Dataset extract below:
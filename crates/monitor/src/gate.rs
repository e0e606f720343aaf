//! Exactly-once terminal notification.

use std::collections::{HashMap, HashSet};

use chrono::{DateTime, Utc};
use common::SagaId;
use domain::{Money, OrderType, SagaStatus, StockSymbol};
use serde::{Deserialize, Serialize};

/// What the terminal notification tells the user about the order.
#[derive(Debug, Clone, PartialEq, Serialize, Deserialize)]
#[serde(rename_all = "camelCase")]
pub struct NotificationDetails {
    /// Final saga status; `None` when polling failed before one was known.
    pub status: Option<SagaStatus>,
    pub stock_symbol: StockSymbol,
    pub order_type: OrderType,
    pub quantity: u32,
    #[serde(skip_serializing_if = "Option::is_none")]
    pub limit_price: Option<Money>,
    #[serde(skip_serializing_if = "Option::is_none")]
    pub execution_price: Option<Money>,
    #[serde(skip_serializing_if = "Option::is_none")]
    pub failure_reason: Option<String>,
}

/// The single success/failure notification of a saga.
#[derive(Debug, Clone, PartialEq, Serialize, Deserialize)]
#[serde(rename_all = "camelCase")]
pub struct Notification {
    pub saga_id: SagaId,
    pub success: bool,
    pub details: NotificationDetails,
    pub notified_at: DateTime<Utc>,
}

#[derive(Debug, Default)]
struct Awaiting {
    terminal: Option<(SagaStatus, NotificationDetails)>,
    animated: Option<SagaStatus>,
}

/// Fires once per saga id, when the poller has reported a terminal snapshot
/// and the sequencer has finished animating that same status.
#[derive(Debug, Default)]
pub struct NotificationGate {
    notified: HashSet<SagaId>,
    awaiting: HashMap<SagaId, Awaiting>,
}

impl NotificationGate {
    pub fn new() -> Self {
        Self::default()
    }

    /// Records a terminal snapshot.
    pub fn terminal_reported(
        &mut self,
        saga_id: &SagaId,
        status: SagaStatus,
        details: NotificationDetails,
    ) -> Option<Notification> {
        if self.notified.contains(saga_id) || !status.is_terminal() {
            return None;
        }
        let entry = self.awaiting.entry(saga_id.clone()).or_default();
        if entry.terminal.is_none() {
            entry.terminal = Some((status, details));
        }
        self.try_fire(saga_id)
    }

    /// Records that every step of `status` has been revealed.
    pub fn animation_finished(
        &mut self,
        saga_id: &SagaId,
        status: SagaStatus,
    ) -> Option<Notification> {
        if self.notified.contains(saga_id) {
            return None;
        }
        self.awaiting.entry(saga_id.clone()).or_default().animated = Some(status);
        self.try_fire(saga_id)
    }

    /// Fires a failure immediately, without waiting for the animation.
    pub fn polling_failed(
        &mut self,
        saga_id: &SagaId,
        details: NotificationDetails,
    ) -> Option<Notification> {
        if !self.notified.insert(saga_id.clone()) {
            return None;
        }
        self.awaiting.remove(saga_id);
        Some(Notification {
            saga_id: saga_id.clone(),
            success: false,
            details,
            notified_at: Utc::now(),
        })
    }

    pub fn is_notified(&self, saga_id: &SagaId) -> bool {
        self.notified.contains(saga_id)
    }

    /// True while a terminal status is known but its animation still runs.
    pub fn is_awaiting_animation(&self, saga_id: &SagaId) -> bool {
        self.awaiting
            .get(saga_id)
            .is_some_and(|a| a.terminal.is_some())
    }

    fn try_fire(&mut self, saga_id: &SagaId) -> Option<Notification> {
        let ready = self.awaiting.get(saga_id).is_some_and(|a| {
            matches!((&a.terminal, a.animated), (Some((status, _)), Some(animated)) if *status == animated)
        });
        if !ready {
            return None;
        }

        let (status, details) = self.awaiting.remove(saga_id)?.terminal?;
        self.notified.insert(saga_id.clone());
        Some(Notification {
            saga_id: saga_id.clone(),
            success: status.is_success(),
            details,
            notified_at: Utc::now(),
        })
    }
}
End of Dataset extract.
From the material above, set down exactly the lines between the line holding "self.awaiting.remove(saga_id);" and the line holding "fn try_fire(&mut self, saga_id: &SagaId)", inclusive. Include nothing else.

▶ **Answer space**:
        self.awaiting.remove(saga_id);
        Some(Notification {
            saga_id: saga_id.clone(),
            success: false,
            details,
            notified_at: Utc::now(),
        })
    }

    pub fn is_notified(&self, saga_id: &SagaId) -> bool {
        self.notified.contains(saga_id)
    }

    /// True while a terminal status is known but its animation still runs.
    pub fn is_awaiting_animation(&self, saga_id: &SagaId) -> bool {
        self.awaiting
            .get(saga_id)
            .is_some_and(|a| a.terminal.is_some())
    }

    fn try_fire(&mut self, saga_id: &SagaId) -> Option<Notification> {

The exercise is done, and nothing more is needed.